Tamara’s Way Provides Access to Care
Tamara’s Way is a foundation established in memory of Tamara Hardwick. Tamara was diagnosed at the age of 66, in Houston. She requested that when she passed her family honor her by making sure women had access to preventive care and treatment. Sharon Barfield, Tamara’s best friend for 48 years; Sharon’s daughter Tiffany and husband Gary; along with two of Tamara’s grandchildren and her daughter-in-law Nikki who provided much of Tamara’s caregiving in the two years she fought breast cancer, presented the first check to The Rose — $5000 – in April 2014. For more information, email email@example.com.
HOUSTON — Tamara Hardwick’s memorial was held at L’Auberge Casino Resort in Lake Charles, LA. As usual, Tamara got her way. When it came to recognizing the end of a life well-lived, she wanted a celebration – not a funeral.
And Tamara’s Way continues. Donations and memorials are still being collected almost a year after the 66-year-old died of breast cancer. The 501c3 established in her memory and with her mandate to make sure women would have access to the preventive care she denied herself has already ensured that her wishes are coming true with a $5000 gift to The Rose. Plans are to make a gift to the nonprofit breast health organization each year on August 26, Tamara’s birthday.

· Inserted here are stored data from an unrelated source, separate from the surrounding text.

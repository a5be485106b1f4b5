//! # Codeforces API
//!
//! Read-only client for the two methods the job needs:
//! - `user.ratedList` for the active rated roster
//! - `user.status` for one user's submission history
//!
//! Calls are signed when API credentials are configured (apiKey + unix time +
//! 6-digit nonce + SHA-512 over the sorted query string), unsigned otherwise.
//! A malformed response body counts as an empty result so one bad payload
//! does not abort the whole run; a `FAILED` status is fatal for the call
//! since it signals a systemic API problem.

use std::collections::{BTreeMap, BTreeSet};

use chrono::Utc;
use futures_util::{stream, StreamExt};
use indicatif::{ProgressBar, ProgressStyle};
use rand::Rng;
use reqwest::Client;
use serde::de::DeserializeOwned;
use sha2::{Digest, Sha512};
use tracing::warn;

use crate::{
    config::Config,
    error::AppError,
    models::{ApiEnvelope, RatedUser, Submission, UpdateBatch, UserRecord, API_BASE},
};

struct ApiAuth {
    key: String,
    secret: String,
}

pub struct CodeforcesClient {
    http: Client,
    auth: Option<ApiAuth>,
}

impl CodeforcesClient {
    pub fn new(config: &Config) -> Self {
        let auth = match (&config.api_key, &config.api_secret) {
            (Some(key), Some(secret)) => Some(ApiAuth {
                key: key.clone(),
                secret: secret.clone(),
            }),
            _ => None,
        };

        Self {
            http: Client::new(),
            auth,
        }
    }

    async fn call<T: DeserializeOwned>(
        &self,
        method: &str,
        mut params: BTreeMap<String, String>,
    ) -> Result<Vec<T>, AppError> {
        if let Some(auth) = &self.auth {
            params.insert("apiKey".to_string(), auth.key.clone());
            params.insert("time".to_string(), Utc::now().timestamp().to_string());

            let nonce = format!("{:06}", rand::thread_rng().gen_range(0..1_000_000));
            let signature = sign_request(method, &params, &auth.secret, &nonce);
            params.insert("apiSig".to_string(), signature);
        }

        let url = format!("{API_BASE}/{method}");
        let response = self.http.get(&url).query(&params).send().await?;
        let body = response.text().await?;

        let envelope: ApiEnvelope<Vec<T>> = match serde_json::from_str(&body) {
            Ok(envelope) => envelope,
            Err(e) => {
                warn!("{method}: malformed response, treating as empty: {e}");
                return Ok(Vec::new());
            }
        };

        if envelope.status == "FAILED" {
            return Err(AppError::ApiFailed {
                method: method.to_string(),
                comment: envelope.comment.unwrap_or_default(),
            });
        }

        Ok(envelope.result.unwrap_or_default())
    }

    pub async fn fetch_roster(&self) -> Result<Vec<RatedUser>, AppError> {
        let mut params = BTreeMap::new();
        params.insert("activeOnly".to_string(), "true".to_string());

        self.call("user.ratedList", params).await
    }

    pub async fn fetch_submissions(&self, handle: &str) -> Result<Vec<Submission>, AppError> {
        let mut params = BTreeMap::new();
        params.insert("handle".to_string(), handle.to_string());

        self.call("user.status", params).await
    }

    /// Fetches the roster, keeps only reachable users (non-empty handle and
    /// email), and resolves each one's accepted-submission languages with a
    /// bounded pool of concurrent requests.
    pub async fn fetch_updates(&self, concurrency: usize) -> Result<UpdateBatch, AppError> {
        let roster = self.fetch_roster().await?;

        let reachable: Vec<RatedUser> = roster
            .into_iter()
            .filter(|user| {
                !user.handle.is_empty() && user.email.as_deref().is_some_and(|e| !e.is_empty())
            })
            .collect();

        let pb = ProgressBar::new(reachable.len() as u64);
        pb.set_style(
            ProgressStyle::with_template(
                "{spinner:.green} [{elapsed_precise}] [{bar:40.cyan/blue}] {pos}/{len} {msg}",
            )
            .unwrap()
            .progress_chars("=> "),
        );

        let mut fetches = stream::iter(reachable.into_iter().map(|user| {
            let pb = pb.clone();
            async move {
                pb.set_message(format!("Fetching {}", user.handle));
                let submissions = self.fetch_submissions(&user.handle).await?;
                pb.inc(1);
                Ok::<_, AppError>((user, accepted_languages(&submissions)))
            }
        }))
        .buffer_unordered(concurrency.max(1));

        let mut updates = UpdateBatch::new();
        while let Some(fetched) = fetches.next().await {
            let (user, languages) = fetched?;
            updates.insert(
                user.handle.clone(),
                UserRecord::from_profile(user, languages),
            );
        }

        pb.finish_with_message("Done");
        Ok(updates)
    }
}

/// `apiSig = rand + sha512("{rand}/{method}?{sorted k=v params}#{secret}")`,
/// hex-encoded. `params` must already contain apiKey and time; the BTreeMap
/// gives the required sorted parameter order.
pub fn sign_request(
    method: &str,
    params: &BTreeMap<String, String>,
    secret: &str,
    nonce: &str,
) -> String {
    let sorted_params = params
        .iter()
        .map(|(k, v)| format!("{k}={v}"))
        .collect::<Vec<_>>()
        .join("&");

    let code = format!("{nonce}/{method}?{sorted_params}#{secret}");
    let digest = Sha512::digest(code.as_bytes());

    format!("{nonce}{}", hex::encode(digest))
}

/// Distinct normalized languages across accepted submissions. First match
/// wins in the order C++, Python/PyPy, Java; anything else passes through.
pub fn normalize_language(raw: &str) -> String {
    if raw.contains("C++") {
        "C++".to_string()
    } else if raw.contains("Python") || raw.contains("PyPy") {
        "Python".to_string()
    } else if raw.contains("Java") {
        "Java".to_string()
    } else {
        raw.to_string()
    }
}

pub fn accepted_languages(submissions: &[Submission]) -> BTreeSet<String> {
    let mut languages = BTreeSet::new();

    for submission in submissions {
        if submission.verdict.as_deref() == Some("OK") && !submission.programming_language.is_empty()
        {
            languages.insert(normalize_language(&submission.programming_language));
        }
    }

    languages
}
use thiserror::Error;

#[derive(Error, Debug)]
pub enum AppError {
    #[error("API call {method} failed: {comment}")]
    ApiFailed { method: String, comment: String },

    #[error("http error: {0}")]
    Http(#[from] reqwest::Error),

    #[error("snapshot store error: {0}")]
    Store(#[from] csv::Error),

    #[error("i/o error: {0}")]
    Io(#[from] std::io::Error),

    #[error("invalid mail address: {0}")]
    Address(#[from] lettre::address::AddressError),

    #[error("mail build error: {0}")]
    Mail(#[from] lettre::error::Error),

    #[error("smtp error: {0}")]
    Smtp(#[from] lettre::transport::smtp::Error),
}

A mother, grandmother, shopper, community advocate, and lover of chance and pulling together just the right look to go with each of her roles, Tamara Hardwick was known primarily as a giver. If she knew of a need, she would fill it. When her two sons Joby and Jareb entered school, she soon became a member of the Pearland School Board and helped bring the first high school to the area. As an “adopted aunt,” she made sure t-shirts were made, recitals were attended, and praise was given. As a friend, she provided laughter and love at any time of the day or night. And as a caregiver, she put others needs before her own.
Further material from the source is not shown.